Task item> Search the records for the word "notice" and copy each line in which it appears.
◇ ◇ ◇ ◇ ◇
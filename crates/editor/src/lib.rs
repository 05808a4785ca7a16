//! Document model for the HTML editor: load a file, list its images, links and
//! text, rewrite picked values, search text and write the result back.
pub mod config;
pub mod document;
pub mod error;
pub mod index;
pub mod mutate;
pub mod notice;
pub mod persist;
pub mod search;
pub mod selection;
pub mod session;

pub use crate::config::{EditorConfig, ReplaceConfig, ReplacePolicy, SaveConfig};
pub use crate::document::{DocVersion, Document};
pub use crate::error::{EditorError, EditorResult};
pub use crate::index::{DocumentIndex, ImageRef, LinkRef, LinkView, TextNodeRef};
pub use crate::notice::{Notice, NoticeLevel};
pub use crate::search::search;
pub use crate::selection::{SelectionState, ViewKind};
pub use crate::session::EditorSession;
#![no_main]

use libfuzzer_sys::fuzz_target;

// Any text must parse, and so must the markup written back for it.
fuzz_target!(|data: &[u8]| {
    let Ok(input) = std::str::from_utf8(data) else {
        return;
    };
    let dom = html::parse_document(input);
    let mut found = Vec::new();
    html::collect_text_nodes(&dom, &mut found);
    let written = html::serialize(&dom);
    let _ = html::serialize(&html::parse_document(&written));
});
◇ ◇ ◇ ◇ ◇
Reply>
pub mod notice;
pub use crate::notice::{Notice, NoticeLevel};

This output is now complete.